Source records:
-.-.-
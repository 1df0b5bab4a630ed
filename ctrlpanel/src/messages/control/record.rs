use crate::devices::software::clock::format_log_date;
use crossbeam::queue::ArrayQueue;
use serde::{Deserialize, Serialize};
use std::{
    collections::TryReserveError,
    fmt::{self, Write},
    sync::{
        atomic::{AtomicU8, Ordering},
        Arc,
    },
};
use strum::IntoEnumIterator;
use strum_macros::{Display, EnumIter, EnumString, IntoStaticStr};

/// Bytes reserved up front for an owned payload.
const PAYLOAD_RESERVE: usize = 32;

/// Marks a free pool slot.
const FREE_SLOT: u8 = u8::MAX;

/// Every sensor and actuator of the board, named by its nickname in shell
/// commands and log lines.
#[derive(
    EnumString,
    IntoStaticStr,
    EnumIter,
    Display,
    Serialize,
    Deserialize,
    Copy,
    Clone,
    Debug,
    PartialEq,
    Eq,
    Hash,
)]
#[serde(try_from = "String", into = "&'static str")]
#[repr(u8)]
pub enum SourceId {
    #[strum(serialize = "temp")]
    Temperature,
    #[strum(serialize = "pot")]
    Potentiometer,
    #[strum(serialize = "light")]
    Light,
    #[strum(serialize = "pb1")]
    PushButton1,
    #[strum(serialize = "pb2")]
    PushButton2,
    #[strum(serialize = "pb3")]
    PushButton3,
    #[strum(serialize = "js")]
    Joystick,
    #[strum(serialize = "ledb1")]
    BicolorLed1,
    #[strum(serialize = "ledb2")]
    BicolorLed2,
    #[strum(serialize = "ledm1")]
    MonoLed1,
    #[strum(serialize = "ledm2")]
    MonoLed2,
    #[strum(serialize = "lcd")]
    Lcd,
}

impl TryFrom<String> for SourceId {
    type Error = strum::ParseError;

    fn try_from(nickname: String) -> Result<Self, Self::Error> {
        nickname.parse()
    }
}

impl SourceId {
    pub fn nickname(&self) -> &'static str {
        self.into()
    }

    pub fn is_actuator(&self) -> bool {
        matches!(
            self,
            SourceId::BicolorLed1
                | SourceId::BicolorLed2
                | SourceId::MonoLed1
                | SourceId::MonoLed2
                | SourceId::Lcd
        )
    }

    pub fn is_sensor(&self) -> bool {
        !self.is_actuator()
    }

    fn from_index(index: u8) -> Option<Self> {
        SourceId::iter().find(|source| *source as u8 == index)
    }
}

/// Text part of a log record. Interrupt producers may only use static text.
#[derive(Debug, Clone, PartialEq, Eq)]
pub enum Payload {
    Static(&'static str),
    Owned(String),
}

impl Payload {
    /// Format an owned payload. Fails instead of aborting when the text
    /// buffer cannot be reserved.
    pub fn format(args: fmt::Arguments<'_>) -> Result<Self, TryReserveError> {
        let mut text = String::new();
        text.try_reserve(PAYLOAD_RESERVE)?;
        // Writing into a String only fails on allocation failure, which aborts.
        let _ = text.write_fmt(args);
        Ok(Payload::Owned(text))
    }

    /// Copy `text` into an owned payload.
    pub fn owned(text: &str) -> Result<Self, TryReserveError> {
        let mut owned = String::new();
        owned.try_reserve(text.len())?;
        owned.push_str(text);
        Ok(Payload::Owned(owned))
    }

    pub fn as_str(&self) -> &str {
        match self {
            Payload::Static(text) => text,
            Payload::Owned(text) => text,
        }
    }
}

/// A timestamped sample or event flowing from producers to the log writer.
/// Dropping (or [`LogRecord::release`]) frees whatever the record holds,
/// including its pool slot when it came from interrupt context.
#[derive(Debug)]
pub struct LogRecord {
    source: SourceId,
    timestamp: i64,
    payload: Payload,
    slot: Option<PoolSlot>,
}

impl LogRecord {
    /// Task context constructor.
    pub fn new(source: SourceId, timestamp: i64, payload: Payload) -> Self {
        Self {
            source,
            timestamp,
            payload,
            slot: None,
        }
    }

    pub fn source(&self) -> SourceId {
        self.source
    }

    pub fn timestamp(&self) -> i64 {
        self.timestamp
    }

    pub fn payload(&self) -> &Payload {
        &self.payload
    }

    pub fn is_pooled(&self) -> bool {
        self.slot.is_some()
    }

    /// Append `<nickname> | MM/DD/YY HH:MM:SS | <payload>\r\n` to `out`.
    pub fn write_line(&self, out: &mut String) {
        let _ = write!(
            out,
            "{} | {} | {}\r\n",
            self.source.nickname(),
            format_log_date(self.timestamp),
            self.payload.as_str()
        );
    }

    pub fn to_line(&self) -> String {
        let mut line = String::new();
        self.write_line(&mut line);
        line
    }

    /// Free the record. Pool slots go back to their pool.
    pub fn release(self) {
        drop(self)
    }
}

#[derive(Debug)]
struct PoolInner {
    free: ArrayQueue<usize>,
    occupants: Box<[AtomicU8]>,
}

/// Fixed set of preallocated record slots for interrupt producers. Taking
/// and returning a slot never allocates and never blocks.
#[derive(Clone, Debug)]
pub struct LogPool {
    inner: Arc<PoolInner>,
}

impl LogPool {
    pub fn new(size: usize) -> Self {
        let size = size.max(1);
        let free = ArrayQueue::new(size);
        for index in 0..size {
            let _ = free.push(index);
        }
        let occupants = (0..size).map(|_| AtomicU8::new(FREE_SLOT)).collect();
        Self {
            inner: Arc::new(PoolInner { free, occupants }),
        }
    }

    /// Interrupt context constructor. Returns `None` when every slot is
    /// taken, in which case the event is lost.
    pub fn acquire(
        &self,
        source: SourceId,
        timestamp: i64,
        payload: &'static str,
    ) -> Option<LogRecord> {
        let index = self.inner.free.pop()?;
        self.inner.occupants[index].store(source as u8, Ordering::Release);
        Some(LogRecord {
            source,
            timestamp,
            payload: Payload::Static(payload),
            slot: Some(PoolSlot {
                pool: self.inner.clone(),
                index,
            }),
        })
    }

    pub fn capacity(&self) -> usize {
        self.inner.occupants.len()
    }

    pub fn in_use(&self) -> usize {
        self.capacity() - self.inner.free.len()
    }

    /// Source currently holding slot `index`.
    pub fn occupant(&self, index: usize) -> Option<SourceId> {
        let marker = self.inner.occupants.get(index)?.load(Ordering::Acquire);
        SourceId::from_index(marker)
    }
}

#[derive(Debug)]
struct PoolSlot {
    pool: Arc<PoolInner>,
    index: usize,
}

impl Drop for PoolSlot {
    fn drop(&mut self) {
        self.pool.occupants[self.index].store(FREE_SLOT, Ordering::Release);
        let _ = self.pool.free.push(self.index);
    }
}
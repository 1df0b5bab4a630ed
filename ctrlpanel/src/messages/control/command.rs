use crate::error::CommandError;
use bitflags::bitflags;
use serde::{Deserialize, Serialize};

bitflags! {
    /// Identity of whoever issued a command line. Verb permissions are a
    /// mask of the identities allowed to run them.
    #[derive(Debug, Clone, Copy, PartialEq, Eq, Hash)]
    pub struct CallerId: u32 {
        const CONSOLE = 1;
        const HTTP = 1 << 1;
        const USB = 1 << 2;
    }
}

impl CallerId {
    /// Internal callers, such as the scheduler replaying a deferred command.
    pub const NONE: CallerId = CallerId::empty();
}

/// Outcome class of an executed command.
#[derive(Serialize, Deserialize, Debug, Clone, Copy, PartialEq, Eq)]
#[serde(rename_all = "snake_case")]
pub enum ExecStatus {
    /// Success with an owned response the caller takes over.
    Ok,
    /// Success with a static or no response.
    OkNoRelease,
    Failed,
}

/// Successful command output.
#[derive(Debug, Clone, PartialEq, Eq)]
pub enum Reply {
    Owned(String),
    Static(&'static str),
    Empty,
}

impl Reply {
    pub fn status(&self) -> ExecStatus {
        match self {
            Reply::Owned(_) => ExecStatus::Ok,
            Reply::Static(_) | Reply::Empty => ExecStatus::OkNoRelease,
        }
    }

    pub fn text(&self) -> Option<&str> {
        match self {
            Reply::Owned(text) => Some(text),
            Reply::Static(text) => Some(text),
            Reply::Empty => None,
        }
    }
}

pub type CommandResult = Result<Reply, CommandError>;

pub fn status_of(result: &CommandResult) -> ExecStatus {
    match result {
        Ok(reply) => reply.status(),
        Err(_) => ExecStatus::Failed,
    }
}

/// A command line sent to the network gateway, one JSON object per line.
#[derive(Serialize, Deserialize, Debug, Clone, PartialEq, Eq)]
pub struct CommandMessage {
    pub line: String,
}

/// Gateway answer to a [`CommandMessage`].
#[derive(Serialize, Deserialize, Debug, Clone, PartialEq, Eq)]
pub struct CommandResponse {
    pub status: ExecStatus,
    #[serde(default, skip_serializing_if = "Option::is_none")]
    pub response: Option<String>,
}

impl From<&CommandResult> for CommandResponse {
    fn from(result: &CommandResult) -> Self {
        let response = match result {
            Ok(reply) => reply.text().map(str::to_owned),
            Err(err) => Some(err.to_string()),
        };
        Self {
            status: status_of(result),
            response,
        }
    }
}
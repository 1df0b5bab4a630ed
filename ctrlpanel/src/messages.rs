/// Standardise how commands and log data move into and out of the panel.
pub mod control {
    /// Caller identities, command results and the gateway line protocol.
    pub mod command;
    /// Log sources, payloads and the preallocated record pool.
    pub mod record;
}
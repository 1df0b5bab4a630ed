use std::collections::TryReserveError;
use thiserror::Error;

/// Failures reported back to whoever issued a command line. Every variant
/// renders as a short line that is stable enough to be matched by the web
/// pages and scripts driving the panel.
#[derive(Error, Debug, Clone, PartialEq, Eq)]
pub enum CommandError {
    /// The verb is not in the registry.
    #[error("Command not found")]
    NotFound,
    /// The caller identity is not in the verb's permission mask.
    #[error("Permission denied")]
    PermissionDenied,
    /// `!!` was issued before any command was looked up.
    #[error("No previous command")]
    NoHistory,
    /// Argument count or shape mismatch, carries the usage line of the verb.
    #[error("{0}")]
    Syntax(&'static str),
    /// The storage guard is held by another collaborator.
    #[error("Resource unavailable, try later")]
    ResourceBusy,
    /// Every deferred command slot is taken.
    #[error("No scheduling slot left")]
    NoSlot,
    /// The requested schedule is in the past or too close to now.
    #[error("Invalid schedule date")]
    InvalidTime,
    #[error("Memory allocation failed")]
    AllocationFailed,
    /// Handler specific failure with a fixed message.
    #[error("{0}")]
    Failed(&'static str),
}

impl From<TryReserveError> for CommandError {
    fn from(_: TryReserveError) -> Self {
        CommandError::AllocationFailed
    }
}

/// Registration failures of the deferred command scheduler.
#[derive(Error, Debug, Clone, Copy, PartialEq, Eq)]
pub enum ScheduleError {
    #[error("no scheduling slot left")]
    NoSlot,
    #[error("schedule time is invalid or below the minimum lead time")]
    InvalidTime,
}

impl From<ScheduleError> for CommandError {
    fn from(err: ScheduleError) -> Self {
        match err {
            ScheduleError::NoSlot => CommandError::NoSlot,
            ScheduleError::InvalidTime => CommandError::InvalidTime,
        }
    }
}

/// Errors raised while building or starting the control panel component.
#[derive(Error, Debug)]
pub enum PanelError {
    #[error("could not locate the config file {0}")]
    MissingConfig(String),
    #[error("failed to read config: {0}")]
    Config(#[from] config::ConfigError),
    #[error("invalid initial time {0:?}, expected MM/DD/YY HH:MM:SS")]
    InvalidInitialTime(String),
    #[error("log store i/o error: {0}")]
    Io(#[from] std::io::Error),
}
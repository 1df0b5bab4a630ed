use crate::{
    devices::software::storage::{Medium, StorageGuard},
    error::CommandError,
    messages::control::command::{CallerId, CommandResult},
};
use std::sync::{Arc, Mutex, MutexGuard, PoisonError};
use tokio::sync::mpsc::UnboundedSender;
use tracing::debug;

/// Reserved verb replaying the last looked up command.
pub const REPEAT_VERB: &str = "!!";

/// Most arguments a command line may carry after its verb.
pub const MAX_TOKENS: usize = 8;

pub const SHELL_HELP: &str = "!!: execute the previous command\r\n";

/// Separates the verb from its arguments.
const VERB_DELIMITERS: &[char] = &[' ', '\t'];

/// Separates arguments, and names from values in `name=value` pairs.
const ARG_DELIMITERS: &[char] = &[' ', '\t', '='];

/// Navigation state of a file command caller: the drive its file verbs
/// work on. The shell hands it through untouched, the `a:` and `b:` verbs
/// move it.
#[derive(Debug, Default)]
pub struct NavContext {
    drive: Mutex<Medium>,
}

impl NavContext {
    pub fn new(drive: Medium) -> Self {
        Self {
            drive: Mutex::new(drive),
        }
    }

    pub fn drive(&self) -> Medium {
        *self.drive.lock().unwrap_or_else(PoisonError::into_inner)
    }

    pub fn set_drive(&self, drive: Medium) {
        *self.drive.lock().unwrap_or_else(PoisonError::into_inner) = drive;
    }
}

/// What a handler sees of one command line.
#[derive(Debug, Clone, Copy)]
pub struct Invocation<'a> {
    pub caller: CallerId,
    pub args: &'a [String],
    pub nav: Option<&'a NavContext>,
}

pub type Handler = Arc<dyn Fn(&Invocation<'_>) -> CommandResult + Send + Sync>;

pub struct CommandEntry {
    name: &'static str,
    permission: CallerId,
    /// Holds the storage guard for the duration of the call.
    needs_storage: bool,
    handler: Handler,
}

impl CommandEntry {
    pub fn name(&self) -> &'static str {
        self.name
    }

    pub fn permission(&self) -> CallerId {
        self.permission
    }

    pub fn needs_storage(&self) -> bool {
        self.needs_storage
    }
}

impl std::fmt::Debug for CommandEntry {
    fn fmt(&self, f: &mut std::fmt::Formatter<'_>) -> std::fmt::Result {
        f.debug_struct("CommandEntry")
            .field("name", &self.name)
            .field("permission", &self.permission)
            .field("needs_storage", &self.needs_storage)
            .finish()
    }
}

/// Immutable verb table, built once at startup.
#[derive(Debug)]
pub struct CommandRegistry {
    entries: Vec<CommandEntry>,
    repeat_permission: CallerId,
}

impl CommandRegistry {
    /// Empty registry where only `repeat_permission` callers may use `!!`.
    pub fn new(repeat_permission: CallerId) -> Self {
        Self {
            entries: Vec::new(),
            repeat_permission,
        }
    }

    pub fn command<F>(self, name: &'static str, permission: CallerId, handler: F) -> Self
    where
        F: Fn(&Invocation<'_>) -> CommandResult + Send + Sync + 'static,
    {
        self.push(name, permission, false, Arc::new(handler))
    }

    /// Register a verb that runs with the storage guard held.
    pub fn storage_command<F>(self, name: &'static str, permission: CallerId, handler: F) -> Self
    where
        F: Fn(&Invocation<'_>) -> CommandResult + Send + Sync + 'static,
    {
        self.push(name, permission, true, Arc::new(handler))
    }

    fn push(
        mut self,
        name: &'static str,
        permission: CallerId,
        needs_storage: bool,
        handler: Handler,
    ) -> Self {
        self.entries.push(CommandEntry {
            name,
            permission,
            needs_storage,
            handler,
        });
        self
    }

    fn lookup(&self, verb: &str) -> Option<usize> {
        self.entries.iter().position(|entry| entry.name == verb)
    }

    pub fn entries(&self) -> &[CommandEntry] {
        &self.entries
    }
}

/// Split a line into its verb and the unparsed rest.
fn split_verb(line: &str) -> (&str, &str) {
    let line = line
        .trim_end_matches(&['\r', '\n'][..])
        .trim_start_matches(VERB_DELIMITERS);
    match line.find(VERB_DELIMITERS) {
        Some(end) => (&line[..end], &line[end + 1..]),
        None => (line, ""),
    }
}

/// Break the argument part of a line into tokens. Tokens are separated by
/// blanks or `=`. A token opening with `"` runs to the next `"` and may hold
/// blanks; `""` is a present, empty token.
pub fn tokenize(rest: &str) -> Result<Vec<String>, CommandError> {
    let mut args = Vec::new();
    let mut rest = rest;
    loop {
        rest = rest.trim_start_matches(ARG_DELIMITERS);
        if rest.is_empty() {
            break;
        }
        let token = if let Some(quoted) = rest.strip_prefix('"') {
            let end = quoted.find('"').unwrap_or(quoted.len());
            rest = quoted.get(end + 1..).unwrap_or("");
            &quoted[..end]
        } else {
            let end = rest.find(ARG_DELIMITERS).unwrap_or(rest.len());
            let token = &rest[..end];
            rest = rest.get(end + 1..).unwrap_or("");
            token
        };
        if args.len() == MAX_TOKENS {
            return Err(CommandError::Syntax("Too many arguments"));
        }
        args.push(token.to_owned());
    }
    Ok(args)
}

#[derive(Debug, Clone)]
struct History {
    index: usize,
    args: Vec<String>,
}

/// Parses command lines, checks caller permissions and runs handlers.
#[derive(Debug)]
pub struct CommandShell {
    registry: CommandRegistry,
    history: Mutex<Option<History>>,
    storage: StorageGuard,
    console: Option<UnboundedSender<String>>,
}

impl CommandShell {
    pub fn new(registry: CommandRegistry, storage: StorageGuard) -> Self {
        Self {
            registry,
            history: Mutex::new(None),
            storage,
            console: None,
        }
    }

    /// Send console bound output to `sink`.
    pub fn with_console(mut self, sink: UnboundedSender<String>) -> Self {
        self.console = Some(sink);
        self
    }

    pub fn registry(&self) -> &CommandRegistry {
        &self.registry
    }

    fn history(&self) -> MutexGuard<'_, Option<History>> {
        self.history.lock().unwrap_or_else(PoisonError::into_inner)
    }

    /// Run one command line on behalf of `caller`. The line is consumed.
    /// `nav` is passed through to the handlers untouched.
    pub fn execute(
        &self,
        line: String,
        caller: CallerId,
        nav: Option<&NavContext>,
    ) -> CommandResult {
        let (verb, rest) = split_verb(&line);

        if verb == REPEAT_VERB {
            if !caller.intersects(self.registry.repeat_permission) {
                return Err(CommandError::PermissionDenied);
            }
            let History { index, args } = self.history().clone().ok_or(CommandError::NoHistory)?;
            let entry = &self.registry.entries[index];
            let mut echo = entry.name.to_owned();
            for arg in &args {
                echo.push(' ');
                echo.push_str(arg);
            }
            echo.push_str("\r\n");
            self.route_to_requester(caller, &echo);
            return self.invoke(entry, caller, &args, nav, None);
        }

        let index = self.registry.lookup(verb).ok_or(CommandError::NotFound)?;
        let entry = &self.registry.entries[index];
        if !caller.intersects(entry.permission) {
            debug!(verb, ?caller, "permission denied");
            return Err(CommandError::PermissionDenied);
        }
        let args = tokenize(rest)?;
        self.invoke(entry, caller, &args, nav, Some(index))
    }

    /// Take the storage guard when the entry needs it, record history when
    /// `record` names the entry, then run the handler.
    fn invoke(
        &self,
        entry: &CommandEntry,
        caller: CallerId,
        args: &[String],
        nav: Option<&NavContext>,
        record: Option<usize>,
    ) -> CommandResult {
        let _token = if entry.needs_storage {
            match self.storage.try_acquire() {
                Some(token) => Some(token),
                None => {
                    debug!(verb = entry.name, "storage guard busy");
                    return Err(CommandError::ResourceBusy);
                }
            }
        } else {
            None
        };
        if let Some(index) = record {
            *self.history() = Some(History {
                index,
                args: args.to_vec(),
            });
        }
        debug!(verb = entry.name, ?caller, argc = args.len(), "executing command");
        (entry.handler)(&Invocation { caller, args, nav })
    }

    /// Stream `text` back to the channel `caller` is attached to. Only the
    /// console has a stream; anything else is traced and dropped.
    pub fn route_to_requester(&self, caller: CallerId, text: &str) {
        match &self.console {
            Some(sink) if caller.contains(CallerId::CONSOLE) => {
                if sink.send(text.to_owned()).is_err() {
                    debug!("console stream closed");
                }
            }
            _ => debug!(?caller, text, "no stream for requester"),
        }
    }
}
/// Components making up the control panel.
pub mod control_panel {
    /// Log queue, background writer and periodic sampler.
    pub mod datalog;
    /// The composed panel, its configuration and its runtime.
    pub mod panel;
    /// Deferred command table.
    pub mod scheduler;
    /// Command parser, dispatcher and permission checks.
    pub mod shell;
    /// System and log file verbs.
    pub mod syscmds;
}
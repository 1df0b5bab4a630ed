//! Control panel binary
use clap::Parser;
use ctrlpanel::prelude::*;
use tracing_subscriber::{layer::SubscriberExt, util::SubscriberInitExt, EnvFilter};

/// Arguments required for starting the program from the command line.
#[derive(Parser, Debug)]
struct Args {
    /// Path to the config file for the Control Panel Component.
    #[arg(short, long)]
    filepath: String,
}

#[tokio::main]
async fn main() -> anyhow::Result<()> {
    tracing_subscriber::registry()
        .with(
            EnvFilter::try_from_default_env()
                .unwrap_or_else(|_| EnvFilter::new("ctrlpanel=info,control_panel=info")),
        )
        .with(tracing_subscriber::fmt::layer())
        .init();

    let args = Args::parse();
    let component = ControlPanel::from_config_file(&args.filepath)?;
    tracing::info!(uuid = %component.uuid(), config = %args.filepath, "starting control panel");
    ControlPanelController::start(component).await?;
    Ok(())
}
-.-.-
After locating the line holding "pub mod record;" above, output exactly that line and every line after it through the line holding "by another collaborator.". Include nothing else.

    pub mod record;
}
repository 1df0b5bab4a630ed
use std::collections::TryReserveError;
use thiserror::Error;

/// Failures reported back to whoever issued a command line. Every variant
/// renders as a short line that is stable enough to be matched by the web
/// pages and scripts driving the panel.
#[derive(Error, Debug, Clone, PartialEq, Eq)]
pub enum CommandError {
    /// The verb is not in the registry.
    #[error("Command not found")]
    NotFound,
    /// The caller identity is not in the verb's permission mask.
    #[error("Permission denied")]
    PermissionDenied,
    /// `!!` was issued before any command was looked up.
    #[error("No previous command")]
    NoHistory,
    /// Argument count or shape mismatch, carries the usage line of the verb.
    #[error("{0}")]
    Syntax(&'static str),
    /// The storage guard is held by another collaborator.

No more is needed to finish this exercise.